Has anyone dealt with this problem before? Any ideas of an algorithm I
can use for a Python script to create a new, repaired CSV file?
TIA,
Ryan
-
http://mail.python.org/mailman/listinfo/python-list
谢谢Emile!工作几乎完美,但有什么方法我可以
适应这个引用包含逗号的字段吗?
TIA,
Ryan
Thanks Emile! Works almost perfectly, but is there some way I can
adapt this to quote fields that contain a comma in them?
TIA,
Ryan
8月4日下午5:49,Ryan Rosario< uclamath ... @ gmail.comwrote:
On Aug 4, 5:49 pm, Ryan Rosario <uclamath...@gmail.comwrote:
>
谢谢Emile!几乎完美的工作,但是有一些方法我可以
适应这个引用包含逗号的字段吗?
>
Thanks Emile!
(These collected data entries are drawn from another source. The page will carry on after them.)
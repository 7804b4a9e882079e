//! Angular intensity distributions around graph vertices.
//!
//! For a vertex, every voxel within a given radius is binned by its planar
//! angle (the depth axis is ignored) into 12 fixed sectors. Sector sums of
//! thresholded occupancy are normalized per vertex and rounded up to the
//! nearest tenth.

use crate::types::{Dims, Voxel};
use crate::volume::ChannelVolume;
use glam::Vec3;

/// Number of angular sectors per vertex.
pub const NUM_SECTORS: usize = 12;

/// Sector width in percent of a full turn.
pub const SECTOR_WIDTH: f32 = 100.0 / NUM_SECTORS as f32;

/// Per-vertex polarization results, aligned by index.
#[derive(Debug, Clone, PartialEq)]
pub struct PolarizationOutput {
    /// Vertex coordinates shifted to a volume-centered frame, as
    /// `(x, y, z)` offsets from the volume midpoint.
    pub centers: Vec<[i32; 3]>,
    /// 12-sector normalized histograms.
    pub histograms: Vec<[f32; NUM_SECTORS]>,
    /// Vertex ids rendered as strings.
    pub vertex_ids: Vec<String>,
}

/// All voxels within Euclidean `radius` of `center`, scanned over the
/// clamped bounding box.
pub fn voxels_within_radius(center: Vec3, radius: f32, dims: Dims) -> Vec<Voxel> {
    let c = [center.x, center.y, center.z];
    let mut lo = [0i32; 3];
    let mut hi = [0i32; 3];
    for axis in 0..3 {
        lo[axis] = (c[axis] - radius).floor().max(0.0) as i32;
        hi[axis] = ((c[axis] + radius).ceil() as i32 + 1).min(dims[axis] as i32);
        hi[axis] = hi[axis].max(lo[axis]);
    }

    let mut voxels = Vec::new();
    for z in lo[0]..hi[0] {
        for y in lo[1]..hi[1] {
            for x in lo[2]..hi[2] {
                let voxel = Voxel::new(z, y, x);
                if voxel.distance(center) <= radius {
                    voxels.push(voxel);
                }
            }
        }
    }
    voxels
}

/// Planar angle of each voxel around `center`, as a percentage of a full
/// turn in `[0, 100)`. The depth axis is ignored.
pub fn planar_angles(voxels: &[Voxel], center: Vec3) -> Vec<f32> {
    use std::f32::consts::TAU;
    voxels
        .iter()
        .map(|v| {
            let dy = v.y as f32 - center.y;
            let dx = v.x as f32 - center.x;
            let angle = dy.atan2(dx);
            (angle / TAU + 0.5) * 100.0
        })
        .collect()
}

/// Accumulate thresholded occupancy into the 12 sectors.
///
/// `angles` must align index-for-index with `voxels` (the cached angle
/// assignment has the same enumeration order as a fresh scan).
pub fn sector_histogram(
    voxels: &[Voxel],
    angles: &[f32],
    volume: &ChannelVolume,
    threshold: f32,
) -> [f32; NUM_SECTORS] {
    let mut sectors = [0.0f32; NUM_SECTORS];
    for (voxel, &angle) in voxels.iter().zip(angles) {
        let sector = ((angle / SECTOR_WIDTH) as usize).min(NUM_SECTORS - 1);
        if volume.contains(*voxel) {
            sectors[sector] += volume.occupancy(*voxel, threshold);
        }
    }
    sectors
}

/// Normalize by the per-vertex maximum (1 when all sectors are empty),
/// rounding each sector up to the nearest tenth.
pub fn normalize_sectors(sectors: &mut [f32; NUM_SECTORS]) {
    let max = sectors.iter().fold(0.0f32, |a, &b| a.max(b));
    let denom = if max > 0.0 { max } else { 1.0 };
    for s in sectors.iter_mut() {
        *s = (*s / denom * 10.0).ceil() / 10.0;
    }
}

/// Shift a vertex into the volume-centered frame, axis order reversed to
/// `(x, y, z)`.
pub fn corrected_center(center: Vec3, dims: Dims) -> [i32; 3] {
    [
        (center.z - dims[2] as f32 * 0.5) as i32,
        (center.y - dims[1] as f32 * 0.5) as i32,
        (center.x - dims[0] as f32 * 0.5) as i32,
    ]
}

#[cfg(test)]
mod tests {
    use super::*;

    #[test]
    fn test_voxels_within_radius_ball() {
        let center = Vec3::new(2.0, 2.0, 2.0);
        let voxels = voxels_within_radius(center, 1.0, [5, 5, 5]);
        // unit ball on the integer lattice: center + 6 face neighbors
        assert_eq!(voxels.len(), 7);
        for v in &voxels {
            assert!(v.distance(center) <= 1.0);
        }
    }

    #[test]
    fn test_voxels_clamped_at_border() {
        let voxels = voxels_within_radius(Vec3::new(0.0, 0.0, 0.0), 2.0, [3, 3, 3]);
        for v in &voxels {
            assert!(v.z >= 0 && v.y >= 0 && v.x >= 0);
        }
        assert!(!voxels.is_empty());
    }

    #[test]
    fn test_planar_angle_quadrants() {
        let center = Vec3::new(0.0, 4.0, 4.0);
        let voxels = vec![
            Voxel::new(0, 4, 6), // +x: angle 0 -> 50%
            Voxel::new(0, 6, 4), // +y: angle 90 -> 75%
            Voxel::new(0, 4, 2), // -x: angle 180 -> 100 (wraps to sector 11)
            Voxel::new(0, 2, 4), // -y: angle -90 -> 25%
        ];
        let angles = planar_angles(&voxels, center);
        assert!((angles[0] - 50.0).abs() < 1e-4);
        assert!((angles[1] - 75.0).abs() < 1e-4);
        assert!((angles[2] - 100.0).abs() < 1e-4);
        assert!((angles[3] - 25.0).abs() < 1e-4);
    }

    #[test]
    fn test_normalize_rounds_up_to_tenth() {
        let mut sectors = [0.0f32; NUM_SECTORS];
        sectors[0] = 10.0;
        sectors[1] = 8.0;
        sectors[2] = 1.0;
        normalize_sectors(&mut sectors);
        assert_eq!(sectors[0], 1.0);
        assert_eq!(sectors[1], 0.8);
        // 0.1 exactly: 1/10 rounds up to 0.1
        assert_eq!(sectors[2], 0.1);
        assert_eq!(sectors[3], 0.0);
    }

    #[test]
    fn test_normalize_all_empty_stays_zero() {
        let mut sectors = [0.0f32; NUM_SECTORS];
        normalize_sectors(&mut sectors);
        assert_eq!(sectors, [0.0f32; NUM_SECTORS]);
    }

    #[test]
    fn test_corrected_center_reverses_axes() {
        let center = Vec3::new(10.0, 20.0, 30.0);
        let corrected = corrected_center(center, [20, 40, 60]);
        assert_eq!(corrected, [0, 0, 0]);

        let corrected = corrected_center(Vec3::new(0.0, 0.0, 0.0), [20, 40, 60]);
        assert_eq!(corrected, [-30, -20, -10]);
    }
}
Works almost perfectly, but is there some way I can
adapt this to quote fields that contain a comma in them?
你原来说的我有一个非常大的CSV文件,其中包含两个
引用字段(因为它们包含逗号)。你现在说那个
如果一个字段包含一个逗号,你是不是用引号括起来?或者
这是一个与原始问题无关的单独问题吗?
You originally said "I have a very large CSV file that contains double
quoted fields (since they contain commas)". Are you now saying that
if a field contained a comma, you didn''t wrap the field in quotes? Or
is this a separate question unrelated to your original problem?
这篇关于尝试修复无效的CSV文件的文章就介绍到这了,希望我们推荐的答案对大家有所帮助,也希望大家多多支持IT屋!